By the summer of 2022, a growing body of evidence suggested that Japan’s long-held taboo of price increases had started to crack. Green shoots of inflation began to emerge in the form of meaningful consumer price increases, and smaller business suppliers also started to successfully raise prices for the first time in decades, with blessings from Prime Minister Fumio Kishida’s administration. Part-time workers’ wages began to rise by over 3% year on year. There was also growing government pressure on large enterprises to raise basic salary by 3% at the upcoming spring wage negotiations. These developments on the wage front showed growing support of the view that Japan was moving toward conditions that would be conducive to the BoJ’s inflation target of 2%. Recent Consumer Price Index (CPI) data had been north of 3% and rising.1

While market expectations were for a YCC band adjustment to occur after the end of the current BoJ Governor Haruhiko Kuroda’s term in April 2023, the BoJ surprised market participants in late-December 2022 with its announcement that it would be widening the YCC band, which would allow 10-year bond yields to drift from +/- 25 basis points (bps) to +/- 50 bps. While this adjustment in itself appears to be small, it marks a symbolic shift away from Japan’s deflationary environment, and potentially the start of the normalization of its economy as well as monetary policy. Consequently, the impact on the Japanese household and business as well as financial market psychology is likely to be disproportionately larger than the monetary policy adjustments. Indeed, robust capital expenditure intention surveys—despite prospects of a global recession over the next 12 months—are indicative of a likely sustainable domestic investment cycle after years of under-investment weighed by deflationary expectations. After three decades, Japan appears to be potentially making a leap into a healthier regime of stable growth and manageable inflation.

We maintain our conviction that Japan is likely to exit deflation and that monetary policy will continue to normalize. This keeps us positive on the banking sector. We also continue to favor information technology service providers that may enable productivity improvements in Japan through digitalization. While we like the structural growth of factory automation plays, which are essential to driving productivity gains, these are cyclical businesses that a global recession may impact. We are alert to opportunities in this space should risk-reward improve in the coming quarters. We also continue to like market leaders that can sustain faster earnings growth than competitors in an inflationary environment.

WHAT ARE THE RISKS?

All investments involve risk, including possible loss of principal. The value of investments can go down as well as up, and investors may not get back the full amount invested. Stock prices fluctuate, sometimes rapidly and dramatically, due to factors affecting individual companies, particular industries or sectors, or general market conditions. Investments in foreign securities involve special risks including currency fluctuations, economic instability and political developments Bond prices generally move in the opposite direction of interest rates. Thus, as prices of bonds in an investment portfolio adjust to a rise in interest rates, the value of the portfolio may decline.
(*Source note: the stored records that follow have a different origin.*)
//! JSON body extractor
//!
//! Malformed or incomplete request bodies are answered with the regular error
//! envelope and a 400 status, whatever stage of parsing failed.

use axum::{
    extract::{rejection::JsonRejection as AxumRejection, FromRequest, Request},
    http::StatusCode,
    response::{IntoResponse, Response},
    Json as AxumJson,
};
use serde::{de::DeserializeOwned, Serialize};

use super::error::{ApiError, ApiErrorType};

#[derive(Debug, Clone, Copy, Default)]
pub struct Json<T>(pub T);

/// Why a request body could not be turned into the expected type
#[derive(Debug)]
pub struct BodyRejection {
    code: &'static str,
    message: String,
}

impl BodyRejection {
    fn from_axum(rejection: &AxumRejection) -> Self {
        match rejection {
            AxumRejection::MissingJsonContentType(_) => Self {
                code: "unsupported_media_type",
                message: "Expected 'Content-Type: application/json'".to_string(),
            },
            AxumRejection::JsonSyntaxError(err) => Self {
                code: "json_parse_error",
                message: format!("Malformed JSON body: {}", err.body_text()),
            },
            AxumRejection::JsonDataError(err) => Self {
                code: "json_parse_error",
                message: format!("Unexpected JSON body: {}", err.body_text()),
            },
            other => Self {
                code: "json_parse_error",
                message: format!("Unreadable request body: {}", other.body_text()),
            },
        }
    }

    fn status(&self) -> StatusCode {
        match self.code {
            "unsupported_media_type" => StatusCode::UNSUPPORTED_MEDIA_TYPE,
            _ => StatusCode::BAD_REQUEST,
        }
    }
}

impl IntoResponse for BodyRejection {
    fn into_response(self) -> Response {
        ApiError::new(self.status(), ApiErrorType::InvalidRequestError, self.message)
            .with_code(self.code)
            .into_response()
    }
}

impl<S, T> FromRequest<S> for Json<T>
where
    T: DeserializeOwned,
    S: Send + Sync,
{
    type Rejection = BodyRejection;

    async fn from_request(req: Request, state: &S) -> Result<Self, Self::Rejection> {
        AxumJson::<T>::from_request(req, state)
            .await
            .map(|AxumJson(value)| Json(value))
            .map_err(|rejection| BodyRejection::from_axum(&rejection))
    }
}

impl<T: Serialize> IntoResponse for Json<T> {
    fn into_response(self) -> Response {
        AxumJson(self.0).into_response()
    }
}
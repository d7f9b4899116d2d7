//! Application configuration

mod app_config;

pub use app_config::{
    AppConfig, AuthConfig, CorsConfig, LogFormat, LoggingConfig, ServerConfig, StorageBackend,
    StorageConfig, MAX_TOKEN_TTL_MINUTES,
};
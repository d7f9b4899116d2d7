//! Domain layer - credential types, store trait and error taxonomy

pub mod credential;
pub mod error;

pub use credential::{CredentialRecord, CredentialStore, Identity, Role, UserId};
pub use error::DomainError;
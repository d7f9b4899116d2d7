//! Credential issuer/verifier: registration, login and token verification

use std::sync::Arc;

use once_cell::sync::OnceCell;
use tracing::{debug, info, warn};

use crate::domain::credential::{
    validate_password, validate_username, CredentialRecord, CredentialStore, Identity, Role,
};
use crate::domain::DomainError;
use crate::infrastructure::credential::PasswordHasher;

use super::denylist::TokenDenylist;
use super::jwt::{IssuedToken, TokenClaims, TokenIssuer};

/// Password rotation request
#[derive(Debug, Clone)]
pub struct RotatePasswordRequest {
    pub current_password: String,
    pub new_password: String,
}

/// Authentication service over a credential store, a password hasher and a token issuer
#[derive(Debug)]
pub struct AuthService {
    store: Arc<dyn CredentialStore>,
    hasher: Arc<dyn PasswordHasher>,
    tokens: Arc<dyn TokenIssuer>,
    denylist: TokenDenylist,
    /// Hash verified against when the username is unknown
    dummy_hash: OnceCell<String>,
}

impl AuthService {
    pub fn new(
        store: Arc<dyn CredentialStore>,
        hasher: Arc<dyn PasswordHasher>,
        tokens: Arc<dyn TokenIssuer>,
        denylist: TokenDenylist,
    ) -> Self {
        Self {
            store,
            hasher,
            tokens,
            denylist,
            dummy_hash: OnceCell::new(),
        }
    }

    /// Register a regular account
    pub async fn register(
        &self,
        username: &str,
        password: &str,
    ) -> Result<CredentialRecord, DomainError> {
        self.create_account(username, password, Role::User).await
    }

    /// Create an account with an explicit role
    pub async fn create_account(
        &self,
        username: &str,
        password: &str,
        role: Role,
    ) -> Result<CredentialRecord, DomainError> {
        validate_username(username).map_err(|e| DomainError::validation(e.to_string()))?;
        validate_password(password).map_err(|e| DomainError::validation(e.to_string()))?;

        // skips hashing for the common duplicate case; `create` stays authoritative
        if self.store.username_exists(username).await? {
            return Err(DomainError::duplicate_user(username));
        }

        let digest = self.hasher.hash(password)?;
        let record = CredentialRecord::new(username, digest.hash, digest.salt, role);

        let record = self.store.create(record).await?;
        info!(username = %record.username(), role = %record.role(), "Account created");

        Ok(record)
    }

    /// Check a username/password pair and issue a bearer token
    pub async fn login(&self, username: &str, password: &str) -> Result<IssuedToken, DomainError> {
        let record = match self.store.get_by_username(username).await? {
            Some(record) => record,
            None => {
                self.verify_dummy(password);
                warn!(username = %username, "Login failed: unknown user");
                return Err(DomainError::InvalidCredentials);
            }
        };

        if !self.hasher.verify(password, record.password_hash()) {
            warn!(username = %username, "Login failed: password mismatch");
            return Err(DomainError::InvalidCredentials);
        }

        let issued = self.tokens.issue(&record)?;
        info!(
            username = %record.username(),
            token_id = %issued.token_id,
            expires_at = %issued.expires_at,
            "Token issued"
        );

        Ok(issued)
    }

    /// Verify a bearer token and recover its identity
    pub fn verify(&self, token: &str) -> Result<Identity, DomainError> {
        self.verify_claims(token).map(|claims| claims.identity())
    }

    /// Revoke a token until it would have expired
    pub async fn logout(&self, token: &str) -> Result<Identity, DomainError> {
        let claims = self.verify_claims(token)?;
        self.denylist.revoke(&claims.jti).await;

        info!(username = %claims.sub, token_id = %claims.jti, "Token revoked");
        Ok(claims.identity())
    }

    /// Replace the password of an account after checking the current one
    pub async fn rotate_password(
        &self,
        username: &str,
        request: RotatePasswordRequest,
    ) -> Result<(), DomainError> {
        let mut record = self
            .store
            .get_by_username(username)
            .await?
            .ok_or(DomainError::InvalidCredentials)?;

        if !self
            .hasher
            .verify(&request.current_password, record.password_hash())
        {
            return Err(DomainError::InvalidCredentials);
        }

        validate_password(&request.new_password)
            .map_err(|e| DomainError::validation(e.to_string()))?;

        let digest = self.hasher.hash(&request.new_password)?;
        record.rotate_password(digest.hash, digest.salt);
        self.store.update_password(&record).await?;

        info!(username = %username, "Password rotated");
        Ok(())
    }

    /// Delete an account
    pub async fn delete_account(&self, username: &str) -> Result<(), DomainError> {
        if !self.store.delete(username).await? {
            return Err(DomainError::not_found(format!("User '{}' not found", username)));
        }

        info!(username = %username, "Account deleted");
        Ok(())
    }

    /// Create an administrator when the store holds no accounts yet
    pub async fn bootstrap_admin(
        &self,
        username: &str,
        password: &str,
    ) -> Result<Option<CredentialRecord>, DomainError> {
        if self.store.count().await? > 0 {
            debug!("Credential store not empty, skipping admin bootstrap");
            return Ok(None);
        }

        self.create_account(username, password, Role::Admin)
            .await
            .map(Some)
    }

    /// Readiness check of the credential store
    pub async fn check_store(&self) -> Result<(), DomainError> {
        self.store.count().await.map(|_| ())
    }

    /// Lifetime of issued tokens
    pub fn token_ttl(&self) -> chrono::Duration {
        self.tokens.ttl()
    }

    fn verify_claims(&self, token: &str) -> Result<TokenClaims, DomainError> {
        let claims = self.tokens.verify(token)?;

        if self.denylist.is_revoked(&claims.jti) {
            return Err(DomainError::invalid_token("Token has been revoked"));
        }

        Ok(claims)
    }

    /// Spend one hash verification so unknown users cost the same as wrong passwords
    fn verify_dummy(&self, password: &str) {
        let dummy = self
            .dummy_hash
            .get_or_try_init(|| self.hasher.hash("unknown-user-password").map(|d| d.hash));

        if let Ok(hash) = dummy {
            let _ = self.hasher.verify(password, hash);
        }
    }
}

#[cfg(test)]
mod tests {
    use super::*;
    use crate::domain::credential::MockCredentialStore;
    use crate::infrastructure::auth::jwt::{JwtConfig, JwtService};
    use crate::infrastructure::credential::{Argon2Hasher, InMemoryCredentialStore};
    use chrono::{Duration, Utc};

    fn create_jwt() -> Arc<JwtService> {
        Arc::new(JwtService::new(JwtConfig::new("service-test-secret", 15)))
    }

    fn create_service_with(store: Arc<dyn CredentialStore>, jwt: Arc<JwtService>) -> AuthService {
        AuthService::new(
            store,
            Arc::new(Argon2Hasher::new()),
            jwt,
            TokenDenylist::new(std::time::Duration::from_secs(15 * 60)),
        )
    }

    fn create_service() -> AuthService {
        create_service_with(Arc::new(InMemoryCredentialStore::new()), create_jwt())
    }

    #[tokio::test]
    async fn test_register() {
        let service = create_service();

        let record = service.register("alice", "secure_password123").await.unwrap();
        assert_eq!(record.username(), "alice");
        assert_eq!(record.role(), Role::User);
        assert!(record.password_hash().starts_with("$argon2id$"));
        assert_ne!(record.password_hash(), "secure_password123");
    }

    #[tokio::test]
    async fn test_register_duplicate_user() {
        let service = create_service();

        service.register("alice", "secure_password123").await.unwrap();

        let result = service.register("alice", "other_password456").await;
        assert!(matches!(result, Err(DomainError::DuplicateUser { .. })));
    }

    #[tokio::test]
    async fn test_concurrent_register_single_winner() {
        let service = Arc::new(create_service());
        let mut tasks = tokio::task::JoinSet::new();

        for _ in 0..4 {
            let service = service.clone();
            tasks.spawn(async move { service.register("contested", "secure_password123").await });
        }

        let mut successes = 0;
        while let Some(joined) = tasks.join_next().await {
            match joined.unwrap() {
                Ok(_) => successes += 1,
                Err(DomainError::DuplicateUser { .. }) => {}
                Err(other) => panic!("unexpected error: {other}"),
            }
        }

        assert_eq!(successes, 1);
    }

    #[tokio::test]
    async fn test_register_validation() {
        let service = create_service();

        let short_name = service.register("ab", "secure_password123").await;
        assert!(matches!(short_name, Err(DomainError::Validation { .. })));

        let short_password = service.register("alice", "short").await;
        assert!(matches!(short_password, Err(DomainError::Validation { .. })));
    }

    #[tokio::test]
    async fn test_login_then_verify() {
        let service = create_service();
        service.register("alice", "secure_password123").await.unwrap();

        let issued = service.login("alice", "secure_password123").await.unwrap();
        let identity = service.verify(&issued.token).unwrap();

        assert_eq!(identity.username, "alice");
        assert_eq!(identity.role, Role::User);
        assert_eq!(issued.identity, identity);
    }

    #[tokio::test]
    async fn test_login_wrong_password() {
        let service = create_service();
        service.register("alice", "secure_password123").await.unwrap();

        let result = service.login("alice", "wrong_password").await;
        assert!(matches!(result, Err(DomainError::InvalidCredentials)));
    }

    #[tokio::test]
    async fn test_login_unknown_user() {
        let service = create_service();

        let result = service.login("nobody", "secure_password123").await;
        assert!(matches!(result, Err(DomainError::InvalidCredentials)));
    }

    #[tokio::test]
    async fn test_verify_expired_token() {
        let jwt = create_jwt();
        let service = create_service_with(Arc::new(InMemoryCredentialStore::new()), jwt.clone());
        let record = service.register("alice", "secure_password123").await.unwrap();

        let stale = jwt.issue_at(&record, Utc::now() - Duration::minutes(16)).unwrap();

        let result = service.verify(&stale.token);
        assert!(matches!(result, Err(DomainError::ExpiredToken)));
    }

    #[tokio::test]
    async fn test_verify_tampered_token() {
        let service = create_service();
        service.register("alice", "secure_password123").await.unwrap();
        let issued = service.login("alice", "secure_password123").await.unwrap();

        let (head, signature) = issued.token.rsplit_once('.').unwrap();
        let forged = format!("{}.{}", head, signature.chars().rev().collect::<String>());

        let result = service.verify(&forged);
        assert!(matches!(result, Err(DomainError::InvalidToken { .. })));
    }

    #[tokio::test]
    async fn test_logout_revokes_token() {
        let service = create_service();
        service.register("alice", "secure_password123").await.unwrap();
        let issued = service.login("alice", "secure_password123").await.unwrap();
        let other = service.login("alice", "secure_password123").await.unwrap();

        service.logout(&issued.token).await.unwrap();

        let result = service.verify(&issued.token);
        assert!(matches!(result, Err(DomainError::InvalidToken { .. })));

        // other sessions are untouched
        assert!(service.verify(&other.token).is_ok());
    }

    #[tokio::test]
    async fn test_rotate_password() {
        let service = create_service();
        service.register("alice", "old_password123").await.unwrap();

        service
            .rotate_password(
                "alice",
                RotatePasswordRequest {
                    current_password: "old_password123".to_string(),
                    new_password: "new_password456".to_string(),
                },
            )
            .await
            .unwrap();

        let old = service.login("alice", "old_password123").await;
        assert!(matches!(old, Err(DomainError::InvalidCredentials)));
        assert!(service.login("alice", "new_password456").await.is_ok());
    }

    #[tokio::test]
    async fn test_rotate_password_wrong_current() {
        let service = create_service();
        service.register("alice", "old_password123").await.unwrap();

        let result = service
            .rotate_password(
                "alice",
                RotatePasswordRequest {
                    current_password: "not_the_password".to_string(),
                    new_password: "new_password456".to_string(),
                },
            )
            .await;

        assert!(matches!(result, Err(DomainError::InvalidCredentials)));
    }

    #[tokio::test]
    async fn test_delete_account() {
        let service = create_service();
        service.register("alice", "secure_password123").await.unwrap();

        service.delete_account("alice").await.unwrap();

        let login = service.login("alice", "secure_password123").await;
        assert!(matches!(login, Err(DomainError::InvalidCredentials)));

        let again = service.delete_account("alice").await;
        assert!(matches!(again, Err(DomainError::NotFound { .. })));
    }

    #[tokio::test]
    async fn test_bootstrap_admin_only_when_empty() {
        let service = create_service();

        let admin = service.bootstrap_admin("admin", "admin_password1").await.unwrap();
        assert_eq!(admin.unwrap().role(), Role::Admin);

        let second = service.bootstrap_admin("root", "root_password1").await.unwrap();
        assert!(second.is_none());

        let issued = service.login("admin", "admin_password1").await.unwrap();
        assert_eq!(service.verify(&issued.token).unwrap().role, Role::Admin);
    }

    #[tokio::test]
    async fn test_store_unavailable() {
        let store = Arc::new(MockCredentialStore::new());
        let service = create_service_with(store.clone(), create_jwt());
        store.set_should_fail(true).await;

        let login = service.login("alice", "secure_password123").await;
        assert!(matches!(login, Err(DomainError::StoreUnavailable { .. })));

        let register = service.register("alice", "secure_password123").await;
        assert!(matches!(register, Err(DomainError::StoreUnavailable { .. })));

        assert!(service.check_store().await.is_err());

        store.set_should_fail(false).await;
        assert!(service.check_store().await.is_ok());
    }

    #[test]
    fn test_token_ttl() {
        let service = create_service();
        assert_eq!(service.token_ttl(), Duration::minutes(15));
    }
}
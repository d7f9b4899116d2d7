//! Credential infrastructure module
//!
//! Password hashing with Argon2 and the in-memory and PostgreSQL credential stores.

mod memory_store;
mod password;
mod postgres_store;

pub use memory_store::InMemoryCredentialStore;
pub use password::{Argon2Hasher, PasswordDigest, PasswordHasher};
pub use postgres_store::{PostgresCredentialStore, PostgresStoreConfig};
IMPORTANT LEGAL INFORMATION 

This material is intended to be of general interest only and should not be construed as individual investment advice or a recommendation or solicitation to buy, sell or hold any security or to adopt any investment strategy. It does not constitute legal or tax advice.

The views expressed are those of the investment manager and the comments, opinions and analyses are rendered as at publication date and may change without notice. The information provided in this material is not intended as a complete analysis of every material fact regarding any country, region or market. All investments involve risks, including possible loss of principal.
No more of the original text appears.